Ha! Had you fooled, didn't I? That's not on the news agenda until tomorrow, remember?
In the mean time, let me tell you about a pleasant surprise from the teaching realm the last few days.
I have been incredibly frustrated this school year by my students' overall lack of ambition. While I teach a lot of lovely, exceptional folks, I also teach some who are . . . well . . . not lovely, nor exceptional.
I have always known I would not be an easy teacher. That isn't my style. I know I am a tough grader, and I have high expectations for my students.
My first year teaching, that really worked for me. I probably wasn't tough enough classroom management wise (a pretty typical thing for a beginning teacher), but I feel like I pushed my students to learn. I think students generally still liked me, and I had a good rapport with the kids. I miss Lehi High School a lot. In retrospect, things I complained about, I should be shot for complaining about. I had it pretty posh.
My second year teaching was interesting. The first semester I spent in immense culture shock, but I still loved my students, and very little changed as far as the way I pushed them academically. I feel like the year went well, once I adjusted to my new environment.
Enter my third year teaching. I am still the toughie I've always been, but I've been met with a lot of resistance this year. I don't know what is different, but something is. In the past, I've felt like students haven't loved working hard (we're talking about teenagers here), but I feel like they've known I am pushing them because I care, and they've stepped up to the challenge (obviously not ALL of them, but most of them). This year, I feel like I've been met with a lot of resentment.
I have a lot of students who would be content to do nothing. This hurts me. It's like there is absolutely no desire to learn. No spark. Nada. Nothing. Sadly, a lot of these kids are honors students (which don't even GET me started on that).
At the start of this semester, I had a student tell me she was scared of me.
This has made me sad.
I have always known I didn't want to be the easy teacher, but I also didn't want to be the "mean" teacher.
Well, this week I announced my pregnancy to my classes, and I have had a much needed self-esteem boost the last couple of days.

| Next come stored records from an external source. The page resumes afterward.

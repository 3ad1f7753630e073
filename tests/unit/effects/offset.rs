use super::*;

use crate::{
    effects::test_context,
    pixel::buffer::ColorSpace,
    render::{options::FilterOptions, region::FilterUnits},
};

fn left_column() -> PixelBuffer {
    let mut buf = PixelBuffer::new(6, 3).unwrap();
    buf.fill_rect(ClipRect::new(0, 0, 2, 3), [255, 0, 0, 255]);
    buf
}

#[test]
fn shifts_right_and_leaves_a_transparent_strip() {
    let options = FilterOptions::default();
    let ctx = test_context(&options, 6, 3);
    let mut out = PixelBuffer::new(6, 3).unwrap();
    apply(&OffsetParams { dx: 3.0, dy: 0.0 }, &ctx, &left_column(), &mut out);
    assert_eq!(out.pixel(0, 1), [0; 4]);
    assert_eq!(out.pixel(2, 1), [0; 4]);
    assert_eq!(out.pixel(3, 1), [255, 0, 0, 255]);
    assert_eq!(out.pixel(4, 1), [255, 0, 0, 255]);
    assert_eq!(out.pixel(5, 1), [0; 4]);
}

#[test]
fn fractional_offsets_round_to_whole_pixels() {
    let mut dst = PixelBuffer::new(6, 3).unwrap();
    let clip = dst.clip();
    translate(&left_column(), &mut dst, clip, Vec2::new(0.6, -1.4));
    assert_eq!(dst.pixel(1, 0), [255, 0, 0, 255]);
    assert_eq!(dst.pixel(0, 0), [0; 4]);
    assert_eq!(dst.pixel(1, 2), [0; 4]);
}

#[test]
fn source_clip_bounds_what_is_read() {
    let mut src = left_column();
    src.set_clip(ClipRect::new(1, 0, 6, 3));
    src.set_color_space(ColorSpace::LinearRgb);
    src.set_premultiplied(false);
    let mut dst = PixelBuffer::new(6, 3).unwrap();
    let clip = dst.clip();
    translate(&src, &mut dst, clip, Vec2::new(1.0, 0.0));
    assert_eq!(dst.pixel(1, 0), [0; 4]);
    assert_eq!(dst.pixel(2, 0), [255, 0, 0, 255]);
    assert_eq!(dst.color_space(), ColorSpace::LinearRgb);
    assert!(!dst.is_premultiplied());
}

#[test]
fn bounding_box_units_scale_by_the_reference_box() {
    let options = FilterOptions::default();
    let ctx = EffectContext {
        primitive_units: FilterUnits::BoundingBox,
        ..test_context(&options, 6, 3)
    };
    // 0.5 of a 6px wide box.
    let mut out = PixelBuffer::new(6, 3).unwrap();
    apply(&OffsetParams { dx: 0.5, dy: 0.0 }, &ctx, &left_column(), &mut out);
    assert_eq!(out.pixel(3, 0), [255, 0, 0, 255]);
    assert_eq!(out.pixel(2, 0), [0; 4]);
}
use super::*;

fn dot_image() -> RasterImage {
    // 4x3, one opaque pixel at (2, 1) and one half-transparent at (1, 2).
    let mut data = vec![0u8; 4 * 3 * 4];
    let put = |data: &mut Vec<u8>, x: usize, y: usize, px: [u8; 4]| {
        let o = (y * 4 + x) * 4;
        data[o..o + 4].copy_from_slice(&px);
    };
    put(&mut data, 2, 1, [255, 0, 0, 255]);
    put(&mut data, 1, 2, [0, 0, 255, 128]);
    RasterImage::new(4, 3, data).unwrap()
}

#[test]
fn bounds_cover_non_transparent_pixels() {
    let geom = RasterGeometry::new(&dot_image()).unwrap();
    assert_eq!(geom.bounds(), Some(Rect::new(1.0, 1.0, 3.0, 3.0)));
    assert!(geom.is_visible());
    assert!(geom.pixels().is_premultiplied());
}

#[test]
fn fully_transparent_raster_is_invisible() {
    let img = RasterImage::new(2, 2, vec![0; 16]).unwrap();
    let geom = RasterGeometry::new(&img).unwrap();
    assert_eq!(geom.bounds(), None);
    assert!(!geom.is_visible());
}

#[test]
fn render_places_pixels_at_the_offset() {
    let geom = RasterGeometry::new(&dot_image()).unwrap().at(5, 2);
    assert_eq!(geom.transform(), Affine::translate((5.0, 2.0)));

    let mut target = PixelBuffer::new(10, 10).unwrap();
    geom.render(&mut target).unwrap();
    assert_eq!(target.pixel(7, 3), [255, 0, 0, 255]);
    assert_eq!(target.pixel(6, 4), [0, 0, 128, 128]);
    assert_eq!(target.pixel(2, 1), [0, 0, 0, 0]);
}

#[test]
fn render_clips_to_the_target() {
    let geom = RasterGeometry::new(&dot_image()).unwrap().at(-2, -1);
    let mut target = PixelBuffer::new(2, 2).unwrap();
    geom.render(&mut target).unwrap();
    assert_eq!(target.pixel(0, 0), [255, 0, 0, 255]);
}

#[test]
fn opaque_bounds_of_an_empty_buffer() {
    let buf = PixelBuffer::new(3, 3).unwrap();
    assert_eq!(opaque_bounds(&buf), None);
}
use super::*;
use crate::pixel::buffer::PixelBuffer;

#[test]
fn transfer_functions_hit_endpoints() {
    assert_eq!(srgb_to_linear_u8(0), 0);
    assert_eq!(srgb_to_linear_u8(255), 255);
    assert_eq!(linear_to_srgb_u8(0), 0);
    assert_eq!(linear_to_srgb_u8(255), 255);
    // Mid grey in sRGB is roughly 21% linear light.
    assert!((srgb_u8_to_linear_f32(128) - 0.2158).abs() < 1e-3);
}

#[test]
fn float_round_trip_is_exact_for_every_byte() {
    for v in 0..=255u8 {
        let lin = srgb_u8_to_linear_f32(v);
        let back = (encode_srgb(lin) * 255.0).round() as u8;
        assert_eq!(back, v);
    }
}

#[test]
fn convert_buffer_tags_and_keeps_alpha() {
    let mut buf =
        PixelBuffer::from_rgba8(1, 1, vec![128, 255, 0, 200], false, ColorSpace::Srgb).unwrap();
    convert_buffer(&mut buf, ColorSpace::LinearRgb);
    assert_eq!(buf.color_space(), ColorSpace::LinearRgb);
    let px = buf.pixel(0, 0);
    assert_eq!(px[3], 200);
    assert_eq!(px[1], 255);
    assert_eq!(px[2], 0);
    assert!(px[0] < 128);

    convert_buffer(&mut buf, ColorSpace::Srgb);
    assert_eq!(buf.color_space(), ColorSpace::Srgb);
    assert!((i16::from(buf.pixel(0, 0)[0]) - 128).abs() <= 2);
}

#[test]
fn convert_buffer_handles_premultiplied_pixels() {
    let mut buf =
        PixelBuffer::from_rgba8(1, 1, vec![255, 0, 0, 255], true, ColorSpace::LinearRgb).unwrap();
    convert_buffer(&mut buf, ColorSpace::Srgb);
    assert_eq!(buf.pixel(0, 0), [255, 0, 0, 255]);
    assert!(buf.is_premultiplied());
}
use std::f64::consts::PI;

use crate::{
    foundation::core::{Point, Rect},
    graph::node::{Align, AspectRatio, ImageParams, MeetOrSlice, Resample},
    pixel::{
        buffer::{ColorSpace, PixelBuffer},
        colorspace::srgb_u8_to_linear_f32,
        raster::RasterImage,
    },
};

use super::EffectContext;

/// Window radius of the sinc-based kernels.
const SINC_RADIUS: f64 = 3.0;

/// Place `(iw, ih)` inside `target` according to the aspect-ratio policy.
pub(crate) fn fit_rect(target: Rect, iw: f64, ih: f64, aspect: AspectRatio) -> Rect {
    let (tw, th) = (target.width(), target.height());
    if aspect.align == Align::None || iw <= 0.0 || ih <= 0.0 {
        return target;
    }
    let scale = match aspect.fit {
        MeetOrSlice::Meet => (tw / iw).min(th / ih),
        MeetOrSlice::Slice => (tw / iw).max(th / ih),
    };
    let (w, h) = (iw * scale, ih * scale);
    let (fx, fy) = match aspect.align {
        Align::None | Align::XMinYMin => (0.0, 0.0),
        Align::XMidYMin => (0.5, 0.0),
        Align::XMaxYMin => (1.0, 0.0),
        Align::XMinYMid => (0.0, 0.5),
        Align::XMidYMid => (0.5, 0.5),
        Align::XMaxYMid => (1.0, 0.5),
        Align::XMinYMax => (0.0, 1.0),
        Align::XMidYMax => (0.5, 1.0),
        Align::XMaxYMax => (1.0, 1.0),
    };
    let x0 = target.x0 + (tw - w) * fx;
    let y0 = target.y0 + (th - h) * fy;
    Rect::new(x0, y0, x0 + w, y0 + h)
}

fn sinc(x: f64) -> f64 {
    if x.abs() < 1e-9 {
        1.0
    } else {
        let px = PI * x;
        px.sin() / px
    }
}

/// Kernel support radius in source texels.
fn radius(kind: Resample) -> f64 {
    match kind {
        Resample::Nearest => 0.5,
        Resample::Bilinear => 1.0,
        Resample::Bicubic => 2.0,
        Resample::Lanczos3 | Resample::Blackman | Resample::Hann => SINC_RADIUS,
    }
}

pub(crate) fn kernel_weight(kind: Resample, x: f64) -> f64 {
    let ax = x.abs();
    let r = radius(kind);
    if ax >= r {
        return 0.0;
    }
    match kind {
        Resample::Nearest => 1.0,
        Resample::Bilinear => 1.0 - ax,
        Resample::Bicubic => {
            // Catmull-Rom (a = -0.5).
            let a = -0.5;
            if ax <= 1.0 {
                ((a + 2.0) * ax - (a + 3.0)) * ax * ax + 1.0
            } else {
                ((a * ax - 5.0 * a) * ax + 8.0 * a) * ax - 4.0 * a
            }
        }
        Resample::Lanczos3 => sinc(x) * sinc(x / r),
        Resample::Blackman => {
            let t = PI * x / r;
            sinc(x) * (0.42 + 0.5 * t.cos() + 0.08 * (2.0 * t).cos())
        }
        Resample::Hann => sinc(x) * (0.5 + 0.5 * (PI * x / r).cos()),
    }
}

/// Premultiplied texel in the working colour space.
fn texel(img: &RasterImage, x: i64, y: i64, space: ColorSpace) -> [f32; 4] {
    let [r, g, b, a] = img.texel_clamped(x, y);
    let a = f32::from(a) / 255.0;
    let c = |v: u8| match space {
        ColorSpace::Srgb => f32::from(v) / 255.0,
        ColorSpace::LinearRgb => srgb_u8_to_linear_f32(v),
    };
    [c(r) * a, c(g) * a, c(b) * a, a]
}

/// Sample at continuous texel coordinates (texel centres at integer + 0.5).
pub(crate) fn sample(img: &RasterImage, u: f64, v: f64, kind: Resample, space: ColorSpace) -> [u8; 4] {
    let (cu, cv) = (u - 0.5, v - 0.5);
    let px = if kind == Resample::Nearest {
        texel(img, cu.round() as i64, cv.round() as i64, space)
    } else {
        let r = radius(kind);
        let (x0, x1) = ((cu - r).ceil() as i64, (cu + r).floor() as i64);
        let (y0, y1) = ((cv - r).ceil() as i64, (cv + r).floor() as i64);
        let mut acc = [0.0f64; 4];
        let mut total = 0.0f64;
        for ty in y0..=y1 {
            let wy = kernel_weight(kind, ty as f64 - cv);
            if wy == 0.0 {
                continue;
            }
            for tx in x0..=x1 {
                let w = wy * kernel_weight(kind, tx as f64 - cu);
                if w == 0.0 {
                    continue;
                }
                let t = texel(img, tx, ty, space);
                for c in 0..4 {
                    acc[c] += f64::from(t[c]) * w;
                }
                total += w;
            }
        }
        if total.abs() < 1e-12 {
            [0.0; 4]
        } else {
            acc.map(|v| (v / total) as f32)
        }
    };
    let a = px[3].clamp(0.0, 1.0);
    let q = |v: f32| (v.clamp(0.0, a) * 255.0).round() as u8;
    [q(px[0]), q(px[1]), q(px[2]), (a * 255.0).round() as u8]
}

/// Draw the raster into the node's target rectangle, premultiplied, in the working space.
pub(crate) fn apply(p: &ImageParams, ctx: &EffectContext<'_>, out: &mut PixelBuffer) {
    out.set_color_space(ctx.color_space);
    out.set_premultiplied(true);

    let img = &p.image;
    if img.is_empty() || ctx.transform.determinant().abs() <= f64::EPSILON {
        return;
    }
    let target = ctx.subregion.local;
    let (iw, ih) = (f64::from(img.width), f64::from(img.height));
    let fitted = fit_rect(target, iw, ih, p.aspect);
    if fitted.width() <= 0.0 || fitted.height() <= 0.0 {
        return;
    }

    let inverse = ctx.transform.inverse();
    let clip = ctx.subregion.clip.intersect(out.clip());
    for y in clip.top..clip.bottom {
        for x in clip.left..clip.right {
            let pt = inverse * Point::new(f64::from(x) + 0.5, f64::from(y) + 0.5);
            // Slice overflows the target; meet leaves letterbox bands.
            if pt.x < target.x0 || pt.x >= target.x1 || pt.y < target.y0 || pt.y >= target.y1 {
                continue;
            }
            if pt.x < fitted.x0 || pt.x >= fitted.x1 || pt.y < fitted.y0 || pt.y >= fitted.y1 {
                continue;
            }
            let u = (pt.x - fitted.x0) / fitted.width() * iw;
            let v = (pt.y - fitted.y0) / fitted.height() * ih;
            out.set_pixel(x, y, sample(img, u, v, p.resample, ctx.color_space));
        }
    }
}

#[cfg(test)]
#[path = "../../tests/unit/effects/image.rs"]
mod tests;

So many of my students from last year, and even from last semester, have come by to tell me how excited they are for me. Even the little girl from last semester who was mad about the C on her research paper stopped by my room to give me a big hug and tell me she thought I was going to be an amazing mom. Even my students from this semester have been really cute and excited. I know that this isn't really that big of a deal, but to me this was just a testament that I haven't completely desecrated my relationship with these kids, and that maybe they did have a positive experience in my class.
These are my favorite reactions to my pregnancy announcement:
"Oh, is that why you've been so moody?"
--Oh, if I could only tell you what has really been making me so moody. Most of it involves dealing with you.
"But, Mrs. Reese, if you're pregnant . . . why aren't you getting any bigger?"
--Should I hug you now, or later? Oh, how you've made my little heart soar with happiness.
"How do you know for sure that you're pregnant? Did you take a pregnancy test?"
--No, I just thought I would announce it to a classroom full of adolescents before I found out for sure.
They make me laugh. Despite how hard my job has been for me this year, days like the last couple remind me that I do enjoy being a teacher.